▶

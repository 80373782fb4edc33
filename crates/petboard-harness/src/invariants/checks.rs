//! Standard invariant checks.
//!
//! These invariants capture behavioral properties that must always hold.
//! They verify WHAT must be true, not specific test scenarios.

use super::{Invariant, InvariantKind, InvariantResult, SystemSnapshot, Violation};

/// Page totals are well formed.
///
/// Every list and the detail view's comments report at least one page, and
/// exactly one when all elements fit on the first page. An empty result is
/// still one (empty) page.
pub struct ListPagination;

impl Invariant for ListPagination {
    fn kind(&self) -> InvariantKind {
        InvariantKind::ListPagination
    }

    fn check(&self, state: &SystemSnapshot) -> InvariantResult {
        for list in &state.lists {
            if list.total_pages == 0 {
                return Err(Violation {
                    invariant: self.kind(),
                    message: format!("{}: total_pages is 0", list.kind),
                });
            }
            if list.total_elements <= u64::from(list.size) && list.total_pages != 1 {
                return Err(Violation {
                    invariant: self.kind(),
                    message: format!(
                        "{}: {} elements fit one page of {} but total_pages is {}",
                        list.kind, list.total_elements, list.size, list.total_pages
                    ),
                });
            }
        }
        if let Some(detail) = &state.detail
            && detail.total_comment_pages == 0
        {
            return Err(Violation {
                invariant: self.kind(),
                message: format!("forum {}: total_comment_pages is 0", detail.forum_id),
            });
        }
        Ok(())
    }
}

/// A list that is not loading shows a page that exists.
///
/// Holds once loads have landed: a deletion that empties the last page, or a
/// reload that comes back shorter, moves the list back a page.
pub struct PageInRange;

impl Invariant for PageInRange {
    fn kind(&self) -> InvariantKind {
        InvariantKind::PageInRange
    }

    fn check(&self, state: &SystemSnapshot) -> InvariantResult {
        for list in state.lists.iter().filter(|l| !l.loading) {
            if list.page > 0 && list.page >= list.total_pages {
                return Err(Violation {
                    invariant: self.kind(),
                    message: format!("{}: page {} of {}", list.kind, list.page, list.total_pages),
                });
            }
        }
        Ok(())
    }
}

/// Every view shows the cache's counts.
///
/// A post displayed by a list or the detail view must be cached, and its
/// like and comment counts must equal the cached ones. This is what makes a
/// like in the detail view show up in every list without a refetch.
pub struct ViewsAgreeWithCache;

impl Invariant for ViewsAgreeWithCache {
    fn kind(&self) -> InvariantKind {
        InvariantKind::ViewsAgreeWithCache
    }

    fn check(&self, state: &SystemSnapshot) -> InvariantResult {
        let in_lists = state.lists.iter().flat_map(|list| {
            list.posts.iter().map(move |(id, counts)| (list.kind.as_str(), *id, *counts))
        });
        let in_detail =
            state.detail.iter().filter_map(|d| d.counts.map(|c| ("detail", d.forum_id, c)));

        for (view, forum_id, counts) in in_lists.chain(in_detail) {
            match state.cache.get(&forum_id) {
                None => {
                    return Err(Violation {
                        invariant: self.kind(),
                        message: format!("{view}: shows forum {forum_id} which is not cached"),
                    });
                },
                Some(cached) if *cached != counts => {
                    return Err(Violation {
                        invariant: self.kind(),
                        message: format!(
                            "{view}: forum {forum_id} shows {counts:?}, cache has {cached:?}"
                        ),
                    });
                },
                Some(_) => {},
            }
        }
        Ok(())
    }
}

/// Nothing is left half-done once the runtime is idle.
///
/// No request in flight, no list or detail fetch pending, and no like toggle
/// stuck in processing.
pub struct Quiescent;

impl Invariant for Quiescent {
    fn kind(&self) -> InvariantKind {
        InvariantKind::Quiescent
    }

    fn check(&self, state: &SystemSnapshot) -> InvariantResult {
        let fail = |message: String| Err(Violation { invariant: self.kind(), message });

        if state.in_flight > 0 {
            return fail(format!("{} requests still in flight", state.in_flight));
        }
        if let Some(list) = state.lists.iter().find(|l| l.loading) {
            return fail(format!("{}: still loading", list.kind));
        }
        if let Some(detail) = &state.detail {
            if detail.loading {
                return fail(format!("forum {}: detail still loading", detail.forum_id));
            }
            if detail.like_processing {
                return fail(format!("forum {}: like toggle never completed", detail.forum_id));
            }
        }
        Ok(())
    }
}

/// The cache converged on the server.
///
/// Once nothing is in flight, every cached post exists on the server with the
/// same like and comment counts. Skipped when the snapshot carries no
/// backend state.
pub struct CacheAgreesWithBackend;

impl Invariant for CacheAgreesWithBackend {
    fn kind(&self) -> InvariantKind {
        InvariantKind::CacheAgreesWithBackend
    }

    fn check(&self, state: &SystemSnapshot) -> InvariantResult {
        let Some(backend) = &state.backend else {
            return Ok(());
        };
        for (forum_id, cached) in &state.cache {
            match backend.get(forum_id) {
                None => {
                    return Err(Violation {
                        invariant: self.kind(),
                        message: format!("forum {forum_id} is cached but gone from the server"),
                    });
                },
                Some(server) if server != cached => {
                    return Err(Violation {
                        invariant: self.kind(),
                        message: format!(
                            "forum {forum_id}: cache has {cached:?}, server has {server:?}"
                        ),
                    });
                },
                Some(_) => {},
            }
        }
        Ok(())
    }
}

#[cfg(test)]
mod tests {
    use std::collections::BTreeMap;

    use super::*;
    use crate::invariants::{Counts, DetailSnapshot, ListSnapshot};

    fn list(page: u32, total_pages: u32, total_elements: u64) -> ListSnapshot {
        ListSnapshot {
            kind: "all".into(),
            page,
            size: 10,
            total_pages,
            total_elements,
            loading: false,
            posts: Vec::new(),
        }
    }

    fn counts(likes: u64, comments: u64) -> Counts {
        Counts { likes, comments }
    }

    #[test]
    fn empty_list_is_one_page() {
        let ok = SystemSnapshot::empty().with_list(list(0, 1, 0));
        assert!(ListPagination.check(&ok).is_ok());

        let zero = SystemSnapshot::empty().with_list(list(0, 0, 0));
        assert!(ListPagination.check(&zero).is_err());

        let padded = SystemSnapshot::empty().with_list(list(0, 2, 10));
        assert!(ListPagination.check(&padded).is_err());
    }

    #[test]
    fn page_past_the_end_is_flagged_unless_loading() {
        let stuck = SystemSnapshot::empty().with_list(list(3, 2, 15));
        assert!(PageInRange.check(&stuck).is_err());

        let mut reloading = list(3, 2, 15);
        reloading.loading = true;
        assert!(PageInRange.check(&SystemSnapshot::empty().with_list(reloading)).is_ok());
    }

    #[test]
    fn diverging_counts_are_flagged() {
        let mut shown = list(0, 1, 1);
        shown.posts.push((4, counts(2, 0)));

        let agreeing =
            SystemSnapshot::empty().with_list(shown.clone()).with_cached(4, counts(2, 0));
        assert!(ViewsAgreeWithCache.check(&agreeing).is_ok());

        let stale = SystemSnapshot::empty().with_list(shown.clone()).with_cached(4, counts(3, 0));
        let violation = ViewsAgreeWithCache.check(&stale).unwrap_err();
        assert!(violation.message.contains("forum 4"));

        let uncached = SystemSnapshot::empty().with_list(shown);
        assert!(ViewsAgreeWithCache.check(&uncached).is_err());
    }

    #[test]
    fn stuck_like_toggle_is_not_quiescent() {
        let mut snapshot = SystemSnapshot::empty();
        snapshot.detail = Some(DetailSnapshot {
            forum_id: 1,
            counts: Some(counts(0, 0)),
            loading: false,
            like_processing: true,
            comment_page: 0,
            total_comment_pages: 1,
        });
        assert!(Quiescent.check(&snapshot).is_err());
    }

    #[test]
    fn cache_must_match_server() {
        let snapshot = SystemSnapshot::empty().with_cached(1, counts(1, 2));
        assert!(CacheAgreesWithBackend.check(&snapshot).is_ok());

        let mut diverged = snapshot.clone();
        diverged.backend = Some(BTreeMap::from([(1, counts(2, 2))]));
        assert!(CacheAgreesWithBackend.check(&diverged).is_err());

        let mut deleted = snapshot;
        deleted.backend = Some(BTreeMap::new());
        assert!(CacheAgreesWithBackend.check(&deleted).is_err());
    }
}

◀
▶

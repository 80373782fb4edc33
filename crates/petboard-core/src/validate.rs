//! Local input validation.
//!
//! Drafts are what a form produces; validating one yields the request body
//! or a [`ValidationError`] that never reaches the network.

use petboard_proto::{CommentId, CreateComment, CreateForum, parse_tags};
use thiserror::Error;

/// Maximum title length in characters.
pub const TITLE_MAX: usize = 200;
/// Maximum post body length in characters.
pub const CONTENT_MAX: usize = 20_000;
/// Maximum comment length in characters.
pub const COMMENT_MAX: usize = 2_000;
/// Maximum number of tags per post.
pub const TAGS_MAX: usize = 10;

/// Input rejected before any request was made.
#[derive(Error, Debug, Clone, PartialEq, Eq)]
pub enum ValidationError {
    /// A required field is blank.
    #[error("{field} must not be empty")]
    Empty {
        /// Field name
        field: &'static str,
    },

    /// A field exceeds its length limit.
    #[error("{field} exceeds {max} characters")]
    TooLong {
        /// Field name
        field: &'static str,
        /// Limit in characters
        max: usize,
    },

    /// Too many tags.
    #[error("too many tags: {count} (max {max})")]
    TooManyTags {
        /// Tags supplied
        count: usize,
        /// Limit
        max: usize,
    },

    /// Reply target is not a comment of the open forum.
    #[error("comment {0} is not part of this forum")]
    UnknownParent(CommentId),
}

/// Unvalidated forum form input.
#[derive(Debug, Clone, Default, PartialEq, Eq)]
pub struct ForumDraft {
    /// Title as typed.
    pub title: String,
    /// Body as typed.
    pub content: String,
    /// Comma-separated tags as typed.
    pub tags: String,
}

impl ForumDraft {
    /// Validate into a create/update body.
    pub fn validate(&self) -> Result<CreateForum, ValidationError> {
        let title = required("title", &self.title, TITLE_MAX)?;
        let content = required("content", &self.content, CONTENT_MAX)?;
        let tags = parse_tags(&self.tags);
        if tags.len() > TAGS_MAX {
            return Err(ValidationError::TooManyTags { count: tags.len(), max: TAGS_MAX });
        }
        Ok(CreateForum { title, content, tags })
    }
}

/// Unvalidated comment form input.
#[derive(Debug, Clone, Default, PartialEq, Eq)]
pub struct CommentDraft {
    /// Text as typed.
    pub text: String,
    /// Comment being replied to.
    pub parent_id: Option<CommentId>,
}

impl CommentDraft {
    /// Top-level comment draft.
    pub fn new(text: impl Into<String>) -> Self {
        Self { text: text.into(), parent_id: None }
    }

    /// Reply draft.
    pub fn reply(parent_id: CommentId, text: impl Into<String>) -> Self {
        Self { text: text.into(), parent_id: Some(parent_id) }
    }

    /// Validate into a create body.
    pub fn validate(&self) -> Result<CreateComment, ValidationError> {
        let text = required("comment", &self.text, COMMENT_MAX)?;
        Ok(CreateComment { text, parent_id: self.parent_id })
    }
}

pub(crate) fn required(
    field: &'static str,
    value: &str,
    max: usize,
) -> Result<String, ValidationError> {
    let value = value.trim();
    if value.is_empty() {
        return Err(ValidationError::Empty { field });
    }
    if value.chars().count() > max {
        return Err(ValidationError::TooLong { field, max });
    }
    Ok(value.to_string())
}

◀

Problem statement —
Begin at the line above that has "Local input validation." and stop after the line that has "title length in characters.", copying each line exactly and adding nothing else.

Answer box —
//! Local input validation.
//!
//! Drafts are what a form produces; validating one yields the request body
//! or a [`ValidationError`] that never reaches the network.

use petboard_proto::{CommentId, CreateComment, CreateForum, parse_tags};
use thiserror::Error;

/// Maximum title length in characters.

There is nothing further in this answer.